#### GOAL OF THE EXERCISE
Every line of the records that holds the word "push" should be copied out.

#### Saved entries
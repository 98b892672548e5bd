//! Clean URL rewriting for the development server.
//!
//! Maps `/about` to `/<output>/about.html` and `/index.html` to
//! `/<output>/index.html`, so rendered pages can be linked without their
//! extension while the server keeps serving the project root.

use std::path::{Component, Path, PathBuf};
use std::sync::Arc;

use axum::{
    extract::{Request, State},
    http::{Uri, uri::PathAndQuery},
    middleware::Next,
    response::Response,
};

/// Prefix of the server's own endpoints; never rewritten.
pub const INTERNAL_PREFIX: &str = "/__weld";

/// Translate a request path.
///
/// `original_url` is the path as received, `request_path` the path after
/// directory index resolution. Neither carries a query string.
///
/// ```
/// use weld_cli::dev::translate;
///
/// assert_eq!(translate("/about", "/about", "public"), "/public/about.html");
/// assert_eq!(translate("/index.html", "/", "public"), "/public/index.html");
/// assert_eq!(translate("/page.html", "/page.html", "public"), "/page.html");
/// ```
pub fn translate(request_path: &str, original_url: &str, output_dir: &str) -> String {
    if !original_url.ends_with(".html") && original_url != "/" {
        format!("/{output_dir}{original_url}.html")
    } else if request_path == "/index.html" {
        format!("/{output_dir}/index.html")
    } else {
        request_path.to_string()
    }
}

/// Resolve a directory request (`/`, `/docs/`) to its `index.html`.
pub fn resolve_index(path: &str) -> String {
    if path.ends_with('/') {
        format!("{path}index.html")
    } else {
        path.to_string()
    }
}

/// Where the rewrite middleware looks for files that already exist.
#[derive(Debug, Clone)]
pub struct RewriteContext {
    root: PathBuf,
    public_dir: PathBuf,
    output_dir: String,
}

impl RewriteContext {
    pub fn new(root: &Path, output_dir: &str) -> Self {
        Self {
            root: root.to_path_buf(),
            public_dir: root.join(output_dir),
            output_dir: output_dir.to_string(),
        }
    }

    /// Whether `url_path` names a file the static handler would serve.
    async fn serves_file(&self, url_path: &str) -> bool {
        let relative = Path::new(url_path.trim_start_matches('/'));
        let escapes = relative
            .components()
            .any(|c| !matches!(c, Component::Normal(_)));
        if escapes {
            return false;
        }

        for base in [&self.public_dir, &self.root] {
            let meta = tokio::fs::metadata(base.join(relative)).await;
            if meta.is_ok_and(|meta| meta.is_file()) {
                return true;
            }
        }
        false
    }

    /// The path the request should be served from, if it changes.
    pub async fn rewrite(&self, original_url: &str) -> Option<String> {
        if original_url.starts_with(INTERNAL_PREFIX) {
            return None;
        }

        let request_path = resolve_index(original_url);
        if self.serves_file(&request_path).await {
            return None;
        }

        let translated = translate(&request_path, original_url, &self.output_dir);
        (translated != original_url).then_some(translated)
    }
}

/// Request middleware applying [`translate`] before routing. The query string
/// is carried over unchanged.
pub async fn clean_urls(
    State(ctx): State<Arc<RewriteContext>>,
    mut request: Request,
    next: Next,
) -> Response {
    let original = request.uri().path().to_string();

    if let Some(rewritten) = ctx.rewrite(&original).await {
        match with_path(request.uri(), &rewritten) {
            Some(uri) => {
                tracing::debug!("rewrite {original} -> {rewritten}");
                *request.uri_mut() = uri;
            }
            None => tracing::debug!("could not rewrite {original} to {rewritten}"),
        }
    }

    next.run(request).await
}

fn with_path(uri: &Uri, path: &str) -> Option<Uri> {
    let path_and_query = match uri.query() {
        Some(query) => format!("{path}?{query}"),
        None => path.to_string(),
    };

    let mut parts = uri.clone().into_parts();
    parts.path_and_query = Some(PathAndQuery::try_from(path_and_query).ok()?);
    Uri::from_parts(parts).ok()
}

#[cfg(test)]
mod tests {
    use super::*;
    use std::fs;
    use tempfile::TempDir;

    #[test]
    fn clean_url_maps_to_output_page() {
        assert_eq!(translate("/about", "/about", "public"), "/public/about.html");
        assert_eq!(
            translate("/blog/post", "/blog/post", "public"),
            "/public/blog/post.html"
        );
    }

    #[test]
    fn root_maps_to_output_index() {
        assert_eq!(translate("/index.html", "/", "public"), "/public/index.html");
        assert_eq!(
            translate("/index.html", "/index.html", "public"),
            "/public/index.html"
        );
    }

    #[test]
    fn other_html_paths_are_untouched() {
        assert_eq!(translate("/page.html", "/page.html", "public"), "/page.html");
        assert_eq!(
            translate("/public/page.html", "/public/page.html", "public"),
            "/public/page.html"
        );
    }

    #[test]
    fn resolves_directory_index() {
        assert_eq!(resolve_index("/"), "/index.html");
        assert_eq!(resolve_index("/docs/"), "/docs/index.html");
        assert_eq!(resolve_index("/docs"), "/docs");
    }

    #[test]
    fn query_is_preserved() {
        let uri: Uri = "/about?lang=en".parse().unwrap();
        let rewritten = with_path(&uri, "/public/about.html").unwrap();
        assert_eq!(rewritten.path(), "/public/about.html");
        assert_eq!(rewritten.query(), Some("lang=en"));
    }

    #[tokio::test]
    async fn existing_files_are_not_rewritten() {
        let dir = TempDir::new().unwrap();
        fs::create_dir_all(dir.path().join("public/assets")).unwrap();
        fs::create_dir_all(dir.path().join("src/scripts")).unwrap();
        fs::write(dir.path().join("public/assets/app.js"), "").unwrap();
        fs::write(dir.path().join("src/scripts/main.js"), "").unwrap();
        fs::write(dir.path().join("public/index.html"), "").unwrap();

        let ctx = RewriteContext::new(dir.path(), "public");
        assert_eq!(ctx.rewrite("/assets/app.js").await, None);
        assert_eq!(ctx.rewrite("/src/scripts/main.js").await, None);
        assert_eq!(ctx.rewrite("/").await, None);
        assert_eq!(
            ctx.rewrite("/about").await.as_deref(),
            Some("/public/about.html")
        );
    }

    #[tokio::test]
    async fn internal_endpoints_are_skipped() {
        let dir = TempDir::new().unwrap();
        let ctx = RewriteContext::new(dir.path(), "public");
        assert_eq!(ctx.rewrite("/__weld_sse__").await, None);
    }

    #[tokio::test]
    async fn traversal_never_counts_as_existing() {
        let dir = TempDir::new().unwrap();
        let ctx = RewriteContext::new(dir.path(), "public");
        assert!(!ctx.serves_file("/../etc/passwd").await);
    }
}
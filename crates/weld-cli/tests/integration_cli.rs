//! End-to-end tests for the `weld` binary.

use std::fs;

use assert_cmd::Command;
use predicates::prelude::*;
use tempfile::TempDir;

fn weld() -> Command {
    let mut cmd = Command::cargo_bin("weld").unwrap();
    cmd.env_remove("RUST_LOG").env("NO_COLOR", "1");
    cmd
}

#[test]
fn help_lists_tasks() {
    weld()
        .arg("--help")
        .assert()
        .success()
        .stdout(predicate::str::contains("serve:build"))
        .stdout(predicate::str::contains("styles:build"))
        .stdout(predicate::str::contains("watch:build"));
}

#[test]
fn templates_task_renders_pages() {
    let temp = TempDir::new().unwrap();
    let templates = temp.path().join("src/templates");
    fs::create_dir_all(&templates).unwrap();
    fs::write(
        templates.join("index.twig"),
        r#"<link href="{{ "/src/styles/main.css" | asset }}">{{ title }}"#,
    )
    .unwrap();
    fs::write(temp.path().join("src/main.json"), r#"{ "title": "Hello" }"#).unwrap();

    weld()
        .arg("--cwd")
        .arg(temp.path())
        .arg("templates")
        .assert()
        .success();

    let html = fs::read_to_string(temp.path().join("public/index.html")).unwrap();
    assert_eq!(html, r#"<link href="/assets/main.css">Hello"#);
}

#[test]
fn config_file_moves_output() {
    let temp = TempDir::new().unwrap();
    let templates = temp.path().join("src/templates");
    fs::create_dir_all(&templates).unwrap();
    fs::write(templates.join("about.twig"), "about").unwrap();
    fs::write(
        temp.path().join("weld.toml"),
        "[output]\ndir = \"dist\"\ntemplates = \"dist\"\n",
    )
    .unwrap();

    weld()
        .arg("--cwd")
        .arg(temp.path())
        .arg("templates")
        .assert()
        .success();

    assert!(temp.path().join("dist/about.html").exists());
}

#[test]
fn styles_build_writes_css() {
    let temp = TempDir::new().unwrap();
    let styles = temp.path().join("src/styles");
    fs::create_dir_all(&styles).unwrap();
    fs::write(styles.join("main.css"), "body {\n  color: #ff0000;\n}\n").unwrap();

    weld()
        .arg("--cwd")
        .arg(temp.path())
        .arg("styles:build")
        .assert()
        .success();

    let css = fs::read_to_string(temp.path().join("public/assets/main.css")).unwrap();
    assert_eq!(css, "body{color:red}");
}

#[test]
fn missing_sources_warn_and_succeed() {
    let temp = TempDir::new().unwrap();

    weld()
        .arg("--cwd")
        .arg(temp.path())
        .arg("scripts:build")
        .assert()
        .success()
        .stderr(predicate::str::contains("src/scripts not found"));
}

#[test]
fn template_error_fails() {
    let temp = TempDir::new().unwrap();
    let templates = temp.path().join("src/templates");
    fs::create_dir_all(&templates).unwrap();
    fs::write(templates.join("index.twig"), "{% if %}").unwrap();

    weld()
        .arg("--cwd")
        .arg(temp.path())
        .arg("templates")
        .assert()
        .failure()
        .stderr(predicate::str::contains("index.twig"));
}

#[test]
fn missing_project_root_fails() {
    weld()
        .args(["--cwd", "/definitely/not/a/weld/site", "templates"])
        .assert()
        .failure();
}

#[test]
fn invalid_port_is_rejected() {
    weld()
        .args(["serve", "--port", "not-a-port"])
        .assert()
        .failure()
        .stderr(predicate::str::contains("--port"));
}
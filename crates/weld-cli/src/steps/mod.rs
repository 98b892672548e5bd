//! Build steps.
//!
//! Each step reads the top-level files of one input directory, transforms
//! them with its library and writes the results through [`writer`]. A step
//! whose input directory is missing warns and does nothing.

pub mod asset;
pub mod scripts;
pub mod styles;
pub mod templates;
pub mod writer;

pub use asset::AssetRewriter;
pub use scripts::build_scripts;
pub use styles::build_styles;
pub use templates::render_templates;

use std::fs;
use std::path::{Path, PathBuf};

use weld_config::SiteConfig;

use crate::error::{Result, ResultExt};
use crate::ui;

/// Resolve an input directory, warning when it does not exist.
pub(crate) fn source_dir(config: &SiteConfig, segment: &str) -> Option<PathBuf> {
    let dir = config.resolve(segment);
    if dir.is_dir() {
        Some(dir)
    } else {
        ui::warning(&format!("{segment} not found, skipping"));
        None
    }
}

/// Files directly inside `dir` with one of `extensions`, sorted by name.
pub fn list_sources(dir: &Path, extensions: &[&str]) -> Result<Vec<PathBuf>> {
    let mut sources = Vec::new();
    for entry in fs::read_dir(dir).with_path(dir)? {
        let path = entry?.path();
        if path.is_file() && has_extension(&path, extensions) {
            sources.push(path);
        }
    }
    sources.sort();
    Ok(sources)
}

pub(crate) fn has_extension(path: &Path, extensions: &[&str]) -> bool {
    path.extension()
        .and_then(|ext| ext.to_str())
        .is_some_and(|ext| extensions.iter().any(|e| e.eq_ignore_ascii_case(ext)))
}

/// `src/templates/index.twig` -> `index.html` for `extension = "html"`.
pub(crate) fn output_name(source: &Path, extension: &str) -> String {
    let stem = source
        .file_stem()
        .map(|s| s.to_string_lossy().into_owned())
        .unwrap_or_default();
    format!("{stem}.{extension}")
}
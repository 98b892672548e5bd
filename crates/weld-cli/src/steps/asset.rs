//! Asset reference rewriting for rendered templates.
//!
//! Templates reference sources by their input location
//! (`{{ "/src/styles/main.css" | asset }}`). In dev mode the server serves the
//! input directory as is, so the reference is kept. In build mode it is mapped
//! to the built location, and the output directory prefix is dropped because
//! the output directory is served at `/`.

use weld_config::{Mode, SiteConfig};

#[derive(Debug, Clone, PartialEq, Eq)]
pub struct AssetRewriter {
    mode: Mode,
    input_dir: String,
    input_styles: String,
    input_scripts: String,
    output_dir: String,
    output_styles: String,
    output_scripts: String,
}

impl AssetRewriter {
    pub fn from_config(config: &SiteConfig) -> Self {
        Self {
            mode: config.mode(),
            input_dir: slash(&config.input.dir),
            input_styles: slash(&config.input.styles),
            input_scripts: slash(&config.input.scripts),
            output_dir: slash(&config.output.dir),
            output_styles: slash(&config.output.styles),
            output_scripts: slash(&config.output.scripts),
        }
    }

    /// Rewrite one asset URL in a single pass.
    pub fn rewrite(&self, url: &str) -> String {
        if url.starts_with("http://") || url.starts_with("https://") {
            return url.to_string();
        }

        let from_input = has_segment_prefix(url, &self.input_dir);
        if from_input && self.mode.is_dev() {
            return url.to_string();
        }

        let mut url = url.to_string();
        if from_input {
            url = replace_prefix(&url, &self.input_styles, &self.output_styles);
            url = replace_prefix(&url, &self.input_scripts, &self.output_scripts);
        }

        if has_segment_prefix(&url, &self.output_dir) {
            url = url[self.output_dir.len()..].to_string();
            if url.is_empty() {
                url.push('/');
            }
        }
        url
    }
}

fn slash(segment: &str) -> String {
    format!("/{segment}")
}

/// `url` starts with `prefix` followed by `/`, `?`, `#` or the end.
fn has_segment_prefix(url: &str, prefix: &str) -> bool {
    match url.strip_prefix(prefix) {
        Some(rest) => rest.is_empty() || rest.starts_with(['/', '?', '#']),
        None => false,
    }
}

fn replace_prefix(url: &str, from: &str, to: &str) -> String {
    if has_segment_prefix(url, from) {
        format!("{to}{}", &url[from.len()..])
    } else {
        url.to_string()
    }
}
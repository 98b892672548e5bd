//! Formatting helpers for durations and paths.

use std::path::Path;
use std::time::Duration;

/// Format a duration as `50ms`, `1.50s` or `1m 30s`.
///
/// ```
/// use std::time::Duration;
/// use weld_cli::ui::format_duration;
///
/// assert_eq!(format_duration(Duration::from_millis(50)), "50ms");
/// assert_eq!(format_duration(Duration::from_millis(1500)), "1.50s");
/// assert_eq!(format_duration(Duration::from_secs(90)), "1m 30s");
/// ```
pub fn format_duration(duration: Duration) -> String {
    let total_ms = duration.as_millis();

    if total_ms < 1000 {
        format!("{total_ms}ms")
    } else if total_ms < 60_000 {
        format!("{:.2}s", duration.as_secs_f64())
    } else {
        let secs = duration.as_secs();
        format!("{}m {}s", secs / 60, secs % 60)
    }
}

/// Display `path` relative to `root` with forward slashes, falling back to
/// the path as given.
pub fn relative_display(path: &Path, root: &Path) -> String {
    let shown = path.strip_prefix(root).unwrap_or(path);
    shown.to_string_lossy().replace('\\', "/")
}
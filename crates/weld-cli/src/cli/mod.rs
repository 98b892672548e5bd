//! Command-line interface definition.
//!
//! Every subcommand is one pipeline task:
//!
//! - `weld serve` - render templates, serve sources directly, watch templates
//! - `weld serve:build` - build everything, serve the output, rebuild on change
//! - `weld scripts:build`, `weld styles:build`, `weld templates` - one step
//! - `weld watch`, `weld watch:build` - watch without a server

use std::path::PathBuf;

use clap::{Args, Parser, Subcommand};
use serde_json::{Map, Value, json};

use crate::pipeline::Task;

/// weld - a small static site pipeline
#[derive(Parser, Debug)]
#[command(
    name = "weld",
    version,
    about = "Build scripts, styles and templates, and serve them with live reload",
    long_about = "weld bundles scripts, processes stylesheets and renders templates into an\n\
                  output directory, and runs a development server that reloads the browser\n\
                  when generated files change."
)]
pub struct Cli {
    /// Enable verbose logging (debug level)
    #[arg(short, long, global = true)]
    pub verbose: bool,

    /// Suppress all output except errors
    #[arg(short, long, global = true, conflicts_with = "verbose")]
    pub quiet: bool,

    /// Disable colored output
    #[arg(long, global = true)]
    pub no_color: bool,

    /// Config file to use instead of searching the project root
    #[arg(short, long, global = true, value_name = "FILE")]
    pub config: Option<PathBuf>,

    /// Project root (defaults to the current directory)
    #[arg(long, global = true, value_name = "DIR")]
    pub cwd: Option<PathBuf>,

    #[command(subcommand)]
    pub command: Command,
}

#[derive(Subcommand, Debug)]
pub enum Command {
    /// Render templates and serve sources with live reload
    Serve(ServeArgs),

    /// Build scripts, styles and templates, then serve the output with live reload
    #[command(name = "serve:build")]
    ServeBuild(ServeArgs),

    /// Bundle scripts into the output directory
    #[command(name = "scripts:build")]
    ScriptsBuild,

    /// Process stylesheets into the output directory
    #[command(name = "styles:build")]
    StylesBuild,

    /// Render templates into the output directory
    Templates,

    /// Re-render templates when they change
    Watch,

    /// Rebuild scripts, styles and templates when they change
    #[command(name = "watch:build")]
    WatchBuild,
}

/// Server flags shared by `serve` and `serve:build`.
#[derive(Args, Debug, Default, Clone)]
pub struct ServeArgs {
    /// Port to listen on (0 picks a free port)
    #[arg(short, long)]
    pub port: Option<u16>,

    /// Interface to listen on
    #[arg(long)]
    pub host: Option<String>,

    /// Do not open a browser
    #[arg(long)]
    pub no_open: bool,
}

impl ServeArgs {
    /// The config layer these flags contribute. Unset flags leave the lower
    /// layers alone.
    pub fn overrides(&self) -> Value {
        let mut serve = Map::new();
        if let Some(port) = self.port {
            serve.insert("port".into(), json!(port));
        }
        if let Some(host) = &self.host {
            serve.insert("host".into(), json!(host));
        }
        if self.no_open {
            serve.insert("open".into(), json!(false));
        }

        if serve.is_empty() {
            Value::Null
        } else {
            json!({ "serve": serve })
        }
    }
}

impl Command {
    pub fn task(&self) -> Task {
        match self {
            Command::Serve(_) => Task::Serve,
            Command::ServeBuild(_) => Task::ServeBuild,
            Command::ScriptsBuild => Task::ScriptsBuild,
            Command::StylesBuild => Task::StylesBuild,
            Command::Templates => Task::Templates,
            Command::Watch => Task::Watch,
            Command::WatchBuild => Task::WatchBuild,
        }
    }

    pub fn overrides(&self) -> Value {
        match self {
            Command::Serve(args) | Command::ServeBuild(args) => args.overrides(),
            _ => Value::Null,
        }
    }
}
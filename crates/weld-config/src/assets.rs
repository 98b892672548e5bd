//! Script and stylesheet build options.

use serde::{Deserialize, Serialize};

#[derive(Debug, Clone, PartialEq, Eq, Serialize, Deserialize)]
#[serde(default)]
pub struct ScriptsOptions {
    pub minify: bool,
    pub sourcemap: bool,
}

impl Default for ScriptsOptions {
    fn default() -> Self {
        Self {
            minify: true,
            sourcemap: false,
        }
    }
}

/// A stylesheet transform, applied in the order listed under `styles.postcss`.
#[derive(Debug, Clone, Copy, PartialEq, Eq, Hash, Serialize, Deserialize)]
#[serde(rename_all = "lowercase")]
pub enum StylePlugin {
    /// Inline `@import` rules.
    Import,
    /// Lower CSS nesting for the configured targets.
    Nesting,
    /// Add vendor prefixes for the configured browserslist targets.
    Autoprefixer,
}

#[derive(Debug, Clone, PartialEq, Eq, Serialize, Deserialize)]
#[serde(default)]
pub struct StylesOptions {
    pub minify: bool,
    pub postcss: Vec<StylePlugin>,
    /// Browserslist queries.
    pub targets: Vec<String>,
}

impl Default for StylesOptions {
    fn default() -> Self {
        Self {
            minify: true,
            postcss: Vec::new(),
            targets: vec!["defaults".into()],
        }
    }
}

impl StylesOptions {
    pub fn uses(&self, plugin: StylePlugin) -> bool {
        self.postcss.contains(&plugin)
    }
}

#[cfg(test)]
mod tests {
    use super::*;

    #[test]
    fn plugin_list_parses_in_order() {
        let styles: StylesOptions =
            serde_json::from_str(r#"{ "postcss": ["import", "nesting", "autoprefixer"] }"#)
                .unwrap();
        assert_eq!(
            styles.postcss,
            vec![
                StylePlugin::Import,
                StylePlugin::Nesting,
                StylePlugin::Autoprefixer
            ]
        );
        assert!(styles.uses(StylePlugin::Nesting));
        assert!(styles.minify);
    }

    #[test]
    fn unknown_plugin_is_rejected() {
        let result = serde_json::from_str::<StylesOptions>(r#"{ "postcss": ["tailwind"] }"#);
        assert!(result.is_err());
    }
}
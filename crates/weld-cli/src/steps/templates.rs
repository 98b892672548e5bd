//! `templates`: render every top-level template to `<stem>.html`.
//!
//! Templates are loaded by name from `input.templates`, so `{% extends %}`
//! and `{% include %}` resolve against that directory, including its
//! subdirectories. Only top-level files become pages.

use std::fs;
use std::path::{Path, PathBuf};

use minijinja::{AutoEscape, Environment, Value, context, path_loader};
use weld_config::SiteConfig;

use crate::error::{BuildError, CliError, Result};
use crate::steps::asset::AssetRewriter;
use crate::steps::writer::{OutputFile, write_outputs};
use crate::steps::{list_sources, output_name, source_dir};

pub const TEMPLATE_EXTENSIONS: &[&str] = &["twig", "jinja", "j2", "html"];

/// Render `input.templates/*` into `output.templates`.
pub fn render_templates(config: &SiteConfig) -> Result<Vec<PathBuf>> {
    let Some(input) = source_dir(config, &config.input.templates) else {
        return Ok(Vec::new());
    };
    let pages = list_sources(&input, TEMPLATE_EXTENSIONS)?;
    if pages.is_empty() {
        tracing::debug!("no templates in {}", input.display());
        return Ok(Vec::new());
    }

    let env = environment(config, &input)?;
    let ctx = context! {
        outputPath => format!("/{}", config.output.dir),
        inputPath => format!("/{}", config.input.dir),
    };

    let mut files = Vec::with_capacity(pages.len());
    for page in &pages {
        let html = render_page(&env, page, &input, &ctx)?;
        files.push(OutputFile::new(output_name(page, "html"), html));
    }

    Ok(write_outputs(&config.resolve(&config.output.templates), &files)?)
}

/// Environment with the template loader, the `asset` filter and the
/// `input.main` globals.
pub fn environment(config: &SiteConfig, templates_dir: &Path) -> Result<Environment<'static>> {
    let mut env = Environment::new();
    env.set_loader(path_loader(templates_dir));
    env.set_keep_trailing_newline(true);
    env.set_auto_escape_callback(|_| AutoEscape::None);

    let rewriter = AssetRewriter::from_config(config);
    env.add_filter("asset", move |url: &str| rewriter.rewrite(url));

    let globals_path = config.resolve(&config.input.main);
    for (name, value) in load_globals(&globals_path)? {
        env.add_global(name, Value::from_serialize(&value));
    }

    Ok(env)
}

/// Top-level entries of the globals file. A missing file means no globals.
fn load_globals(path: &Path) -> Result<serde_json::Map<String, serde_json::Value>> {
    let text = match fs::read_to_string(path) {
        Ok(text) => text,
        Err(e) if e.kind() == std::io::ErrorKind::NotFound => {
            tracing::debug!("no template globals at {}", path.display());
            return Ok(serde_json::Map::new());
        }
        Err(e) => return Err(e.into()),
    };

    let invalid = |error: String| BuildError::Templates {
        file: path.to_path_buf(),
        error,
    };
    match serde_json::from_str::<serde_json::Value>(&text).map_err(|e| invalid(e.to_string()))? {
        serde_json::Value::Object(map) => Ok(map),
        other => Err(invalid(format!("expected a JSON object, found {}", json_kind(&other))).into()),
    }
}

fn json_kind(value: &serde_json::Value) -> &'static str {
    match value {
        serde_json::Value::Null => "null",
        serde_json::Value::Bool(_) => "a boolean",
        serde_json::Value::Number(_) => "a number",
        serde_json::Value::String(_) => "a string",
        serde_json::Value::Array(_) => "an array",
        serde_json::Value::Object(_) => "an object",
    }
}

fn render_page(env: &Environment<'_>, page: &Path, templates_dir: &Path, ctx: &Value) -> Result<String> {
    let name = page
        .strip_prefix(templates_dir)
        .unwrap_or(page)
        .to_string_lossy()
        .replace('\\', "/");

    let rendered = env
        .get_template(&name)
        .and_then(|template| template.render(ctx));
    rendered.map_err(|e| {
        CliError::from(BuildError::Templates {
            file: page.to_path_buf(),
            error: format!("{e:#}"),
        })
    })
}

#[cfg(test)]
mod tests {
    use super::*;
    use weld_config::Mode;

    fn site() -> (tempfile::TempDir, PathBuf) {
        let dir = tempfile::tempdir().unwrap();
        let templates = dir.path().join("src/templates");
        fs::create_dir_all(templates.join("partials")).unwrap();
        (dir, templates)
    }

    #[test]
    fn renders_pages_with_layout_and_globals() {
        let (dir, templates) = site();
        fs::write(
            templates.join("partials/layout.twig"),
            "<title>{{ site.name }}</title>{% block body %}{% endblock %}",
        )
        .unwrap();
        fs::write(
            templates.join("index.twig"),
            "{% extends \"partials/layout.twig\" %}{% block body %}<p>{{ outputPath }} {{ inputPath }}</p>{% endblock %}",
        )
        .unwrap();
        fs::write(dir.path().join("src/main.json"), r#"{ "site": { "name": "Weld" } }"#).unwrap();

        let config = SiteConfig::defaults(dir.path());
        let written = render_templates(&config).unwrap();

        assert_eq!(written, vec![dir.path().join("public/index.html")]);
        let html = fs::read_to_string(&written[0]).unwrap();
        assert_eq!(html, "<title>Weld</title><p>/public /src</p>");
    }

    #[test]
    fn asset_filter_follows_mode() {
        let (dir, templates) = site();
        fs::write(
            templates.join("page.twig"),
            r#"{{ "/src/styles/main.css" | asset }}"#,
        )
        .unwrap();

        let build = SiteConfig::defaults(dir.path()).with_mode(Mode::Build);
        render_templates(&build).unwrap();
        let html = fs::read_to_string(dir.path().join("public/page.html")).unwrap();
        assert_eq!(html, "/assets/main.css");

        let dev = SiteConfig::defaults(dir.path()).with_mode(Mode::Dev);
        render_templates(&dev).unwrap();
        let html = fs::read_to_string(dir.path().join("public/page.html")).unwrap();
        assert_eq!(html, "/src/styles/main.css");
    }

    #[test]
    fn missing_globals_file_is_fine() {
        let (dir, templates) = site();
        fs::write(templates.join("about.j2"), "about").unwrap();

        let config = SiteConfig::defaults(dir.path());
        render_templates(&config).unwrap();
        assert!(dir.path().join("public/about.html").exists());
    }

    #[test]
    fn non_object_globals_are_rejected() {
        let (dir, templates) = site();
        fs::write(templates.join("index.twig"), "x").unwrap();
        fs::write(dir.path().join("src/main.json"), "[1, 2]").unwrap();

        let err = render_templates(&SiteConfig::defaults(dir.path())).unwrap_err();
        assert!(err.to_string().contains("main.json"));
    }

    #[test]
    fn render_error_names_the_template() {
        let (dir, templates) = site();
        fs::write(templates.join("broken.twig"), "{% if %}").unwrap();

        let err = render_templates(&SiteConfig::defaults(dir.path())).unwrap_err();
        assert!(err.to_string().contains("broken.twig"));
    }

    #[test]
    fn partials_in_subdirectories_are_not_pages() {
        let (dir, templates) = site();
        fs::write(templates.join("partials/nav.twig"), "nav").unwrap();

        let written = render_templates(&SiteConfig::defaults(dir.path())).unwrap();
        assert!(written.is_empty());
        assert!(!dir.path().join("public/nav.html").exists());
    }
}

#### ANSWER SECTION
            sources.push(path);
                url.push('/');
        files.push(OutputFile::new(output_name(page, "html"), html));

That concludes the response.